Gather all lines from the material that contain "matches".
(DATA SECTION Opens)
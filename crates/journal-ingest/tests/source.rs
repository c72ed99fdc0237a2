//! Integration tests for reading journal databases.

use std::path::{Path, PathBuf};

use journal_ingest::{IngestError, JournalSource, read_journal_entries};
use rusqlite::{Connection, params};
use tempfile::TempDir;

fn create_db(dir: &Path, table: &str) -> PathBuf {
    let path = dir.join("journal.db");
    let conn = Connection::open(&path).unwrap();
    conn.execute_batch(&format!(
        "CREATE TABLE {table} (Date TEXT, Account TEXT, Amount TEXT, Description TEXT);"
    ))
    .unwrap();
    path
}

#[test]
fn reads_rows_in_insertion_order() {
    let dir = TempDir::new().unwrap();
    let path = create_db(dir.path(), "journal_entries");
    let conn = Connection::open(&path).unwrap();
    for (date, account, amount, description) in [
        ("2024-01-01", "101", "100.50", "Opening balance"),
        ("12/31/2023", "202", "1,20", "Deposit"),
        ("31-12-2023", "303", "-25.50", "Withdrawal"),
    ] {
        conn.execute(
            "INSERT INTO journal_entries VALUES (?1, ?2, ?3, ?4)",
            params![date, account, amount, description],
        )
        .unwrap();
    }
    drop(conn);

    let records = read_journal_entries(&path).unwrap();
    assert_eq!(records.len(), 3);
    assert_eq!(records[0].date.as_deref(), Some("2024-01-01"));
    assert_eq!(records[1].amount.as_deref(), Some("1,20"));
    assert_eq!(records[2].description.as_deref(), Some("Withdrawal"));
}

#[test]
fn non_text_values_are_coerced() {
    let dir = TempDir::new().unwrap();
    let path = create_db(dir.path(), "journal_entries");
    let conn = Connection::open(&path).unwrap();
    conn.execute(
        "INSERT INTO journal_entries VALUES ('2024-01-01', 101, 100.5, NULL)",
        [],
    )
    .unwrap();
    drop(conn);

    let records = read_journal_entries(&path).unwrap();
    assert_eq!(records[0].account.as_deref(), Some("101"));
    assert_eq!(records[0].amount.as_deref(), Some("100.5"));
    assert_eq!(records[0].description, None);
}

#[test]
fn empty_table_yields_no_records() {
    let dir = TempDir::new().unwrap();
    let path = create_db(dir.path(), "journal_entries");
    let source = JournalSource::open(&path).unwrap();
    assert_eq!(source.count().unwrap(), 0);
    assert!(source.read_all().unwrap().is_empty());
}

#[test]
fn custom_table_name() {
    let dir = TempDir::new().unwrap();
    let path = create_db(dir.path(), "ledger_2024");
    let conn = Connection::open(&path).unwrap();
    conn.execute(
        "INSERT INTO ledger_2024 VALUES ('2024-01-01', '101', '1', 'x')",
        [],
    )
    .unwrap();
    drop(conn);

    let source = JournalSource::open(&path)
        .unwrap()
        .with_table("ledger_2024")
        .unwrap();
    assert_eq!(source.table(), "ledger_2024");
    assert_eq!(source.count().unwrap(), 1);
    assert_eq!(source.read_all().unwrap().len(), 1);
}

#[test]
fn unsafe_table_names_are_rejected() {
    let dir = TempDir::new().unwrap();
    let path = create_db(dir.path(), "journal_entries");
    for name in ["", "entries; DROP TABLE x", "1st", "a\"b"] {
        let err = JournalSource::open(&path)
            .unwrap()
            .with_table(name)
            .unwrap_err();
        assert!(matches!(err, IngestError::InvalidTableName { .. }), "{name:?}");
    }
}

#[test]
fn missing_table_is_a_sqlite_error() {
    let dir = TempDir::new().unwrap();
    let path = create_db(dir.path(), "other");
    let err = read_journal_entries(&path).unwrap_err();
    assert!(matches!(err, IngestError::Sqlite { .. }));
}

#[test]
fn missing_file_is_not_created() {
    let dir = TempDir::new().unwrap();
    let path = dir.path().join("missing.db");
    let err = JournalSource::open(&path).unwrap_err();
    assert!(matches!(err, IngestError::DatabaseNotFound { .. }));
    assert!(!path.exists());
}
(DATA SECTION Closes)
### RESULT OF THE TASK
        assert!(matches!(err, IngestError::InvalidTableName { .. }), "{name:?}");
    assert!(matches!(err, IngestError::Sqlite { .. }));
    assert!(matches!(err, IngestError::DatabaseNotFound { .. }));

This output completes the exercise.